BIOGRAPHIE

C’est une enfant de dix-sept ans, chétive, légèrement bossue, d’une grâce maladive. Fille d’un colosse sain et d’une mère bien bâtie, sa difformité, ses allures de bohémienne millionnaire, sa laideur effrontée et charmante s’expliquent par la nymphomanie maternelle. Avec sa poitrine plate, sa petite tête laide et futée de gamin, elle ressemble à un garçon déguisé en fille, elle a des plaisanteries de pensionnaire émancipée, un sourire vague de sphinx vicieux, des instincts mauvais. C’est d’un air tranquillement amical qu’elle a surpris l’inceste de Maxime Saccard et de Renée. Déjà très malade à la veille de son mariage avec Maxime, elle meurt pendant le voyage de noces et est enterrée dans une petite ville de Lombardie.

(La Curée)

PORTRAIT

Contrefaite, laide et adorable, elle était condamnée à mourir jeune ; une maladie de poitrine la minait sourdement, lui donnait une gaieté nerveuse, une grâce caressante. Les petites filles malades vieillissent vite, deviennent femmes avant l’âge. Elle avait une naïveté sensuelle, elle semblait être née à quinze ans, en pleine puberté. Quand son père, ce colosse sain et abêti, la regardait, il ne pouvait croire qu’elle fût sa fille. Sa mère, de son vivant, était également une femme grande et forte ; mais il courait sur sa mémoire des histoires qui expliquaient le rabougrissement de cette enfant, ses allures de bohémienne millionnaire, sa laideur vicieuse et charmante. On disait qu’Hélène de Mareuil était morte dans les débordements les plus honteux. Les plaisirs l’avaient rongée comme un ulcère, sans que son mari s’aperçût de la folie lucide de sa femme qu’il aurait dû faire enfermer dans une maison de santé.
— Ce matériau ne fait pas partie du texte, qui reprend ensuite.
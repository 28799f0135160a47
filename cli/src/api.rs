// Copyright (c) 2026 100monkeys.ai
// SPDX-License-Identifier: AGPL-3.0

//! Operator HTTP API over a running swarm
//!
//! | Method | Path | Returns |
//! |--------|------|---------|
//! | GET | `/health` | liveness and uptime |
//! | GET | `/api/incidents?status=` | incidents, optionally filtered by status |
//! | GET | `/api/incidents/{incident_id}` | one incident with timeline and evidence |
//! | POST | `/api/incidents/{incident_id}/resolve` | the resolved incident |
//! | GET | `/api/incidents/{incident_id}/remediation` | the remediation plan |
//! | GET | `/api/agents/status` | registry records and agent snapshots |
//! | GET | `/api/stats` | message bus statistics |

use std::future::Future;
use std::net::{Ipv4Addr, SocketAddr};
use std::sync::Arc;
use std::time::Instant;

use anyhow::{Context, Result};
use axum::{
    extract::{Path, Query, State},
    http::StatusCode,
    response::{IntoResponse, Response},
    routing::{get, post},
    Json, Router,
};
use serde::Deserialize;
use serde_json::{json, Value};
use tokio::net::TcpListener;
use tracing::info;

use nexus_swarm::{Incident, IncidentError, IncidentResponseSwarm, IncidentStatus, RemediationPlan};

struct ApiState {
    swarm: Arc<IncidentResponseSwarm>,
    started: Instant,
}

/// Error body `{"error": ...}` with a matching status code.
struct ApiError(StatusCode, String);

impl From<IncidentError> for ApiError {
    fn from(e: IncidentError) -> Self {
        let status = match e {
            IncidentError::NotFound(_) => StatusCode::NOT_FOUND,
            IncidentError::InvalidTransition { .. } => StatusCode::CONFLICT,
        };
        ApiError(status, e.to_string())
    }
}

impl IntoResponse for ApiError {
    fn into_response(self) -> Response {
        (self.0, Json(json!({ "error": self.1 }))).into_response()
    }
}

#[derive(Debug, Default, Deserialize)]
struct IncidentFilter {
    status: Option<IncidentStatus>,
}

#[derive(Debug, Default, Deserialize)]
struct ResolveRequest {
    #[serde(default)]
    reason: String,
}

pub fn router(swarm: Arc<IncidentResponseSwarm>) -> Router {
    let state = Arc::new(ApiState {
        swarm,
        started: Instant::now(),
    });

    Router::new()
        .route("/health", get(health_handler))
        .route("/api/incidents", get(list_incidents_handler))
        .route("/api/incidents/{incident_id}", get(get_incident_handler))
        .route("/api/incidents/{incident_id}/resolve", post(resolve_incident_handler))
        .route("/api/incidents/{incident_id}/remediation", get(remediation_handler))
        .route("/api/agents/status", get(agent_status_handler))
        .route("/api/stats", get(stats_handler))
        .with_state(state)
}

/// Serve the API on `0.0.0.0:port` until `shutdown` completes.
pub async fn serve(
    swarm: Arc<IncidentResponseSwarm>,
    port: u16,
    shutdown: impl Future<Output = ()> + Send + 'static,
) -> Result<()> {
    let addr = SocketAddr::from((Ipv4Addr::UNSPECIFIED, port));
    let listener = TcpListener::bind(addr)
        .await
        .with_context(|| format!("Failed to bind to {}", addr))?;

    info!(%addr, "API listening");

    axum::serve(listener, router(swarm))
        .with_graceful_shutdown(shutdown)
        .await
        .context("HTTP server failed")
}

async fn health_handler(State(state): State<Arc<ApiState>>) -> Json<Value> {
    Json(json!({
        "status": "healthy",
        "uptime_seconds": state.started.elapsed().as_secs(),
        "bus_running": state.swarm.context().bus().is_running(),
    }))
}

async fn list_incidents_handler(
    State(state): State<Arc<ApiState>>,
    Query(filter): Query<IncidentFilter>,
) -> Json<Vec<Incident>> {
    let mut incidents = state.swarm.analyzer().incidents();
    if let Some(status) = filter.status {
        incidents.retain(|incident| incident.status == status);
    }
    incidents.sort_by(|a, b| b.detected_at.cmp(&a.detected_at));
    Json(incidents)
}

async fn get_incident_handler(
    State(state): State<Arc<ApiState>>,
    Path(incident_id): Path<String>,
) -> Result<Json<Incident>, ApiError> {
    state
        .swarm
        .analyzer()
        .get_incident(&incident_id)
        .map(Json)
        .ok_or_else(|| IncidentError::NotFound(incident_id).into())
}

async fn resolve_incident_handler(
    State(state): State<Arc<ApiState>>,
    Path(incident_id): Path<String>,
    body: Option<Json<ResolveRequest>>,
) -> Result<Json<Incident>, ApiError> {
    let reason = body.map(|Json(request)| request.reason).unwrap_or_default();
    let incident = state.swarm.analyzer().resolve_incident(&incident_id, &reason)?;
    Ok(Json(incident))
}

/// The stored plan, or a fresh one for incidents the remediator has not
/// planned yet.
async fn remediation_handler(
    State(state): State<Arc<ApiState>>,
    Path(incident_id): Path<String>,
) -> Result<Json<RemediationPlan>, ApiError> {
    let remediator = state.swarm.remediator();
    if let Some(plan) = remediator.get_plan(&incident_id) {
        return Ok(Json(plan));
    }
    let incident = state
        .swarm
        .analyzer()
        .get_incident(&incident_id)
        .ok_or(IncidentError::NotFound(incident_id))?;
    Ok(Json(remediator.generate_plan(&incident)))
}

async fn agent_status_handler(State(state): State<Arc<ApiState>>) -> Json<Value> {
    let snapshot = state.swarm.snapshot();
    Json(json!({
        "agents": snapshot.agents,
        "agent_states": snapshot.agent_states,
    }))
}

async fn stats_handler(State(state): State<Arc<ApiState>>) -> Json<Value> {
    let snapshot = state.swarm.snapshot();
    let active = snapshot
        .incidents
        .iter()
        .filter(|incident| incident.status.is_active())
        .count();
    Json(json!({
        "bus": snapshot.bus,
        "total_incidents": snapshot.incidents.len(),
        "active_incidents": active,
        "remediation_plans": snapshot.plans.len(),
    }))
}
Portée dans ces flancs malades, Louise en était sortie le sang pauvre, les membres déviés, le cerveau attaqué, la mémoire déjà pleine d’une vie sale. Parfois, elle croyait se souvenir confusément d’une autre existence ; elle voyait se dérouler, dans une ombre vague, des scènes bizarres, des hommes et des femmes s’embrassant, tout un drame charnel où s’amusaient ses curiosités d’enfant. C’était sa mère qui parlait en elle. Sa puérilité continuait ce vice. À mesure qu’elle grandissait, rien ne l’étonnait, elle se rappelait tout, ou plutôt elle savait tout, et elle allait aux choses défendues, avec une sûreté de main qui la faisait ressembler, dans la vie, à une personne rentrant chez elle après une longue absence, et n’ayant qu’à allonger le bras pour se mettre à l’aise et jouir de sa demeure.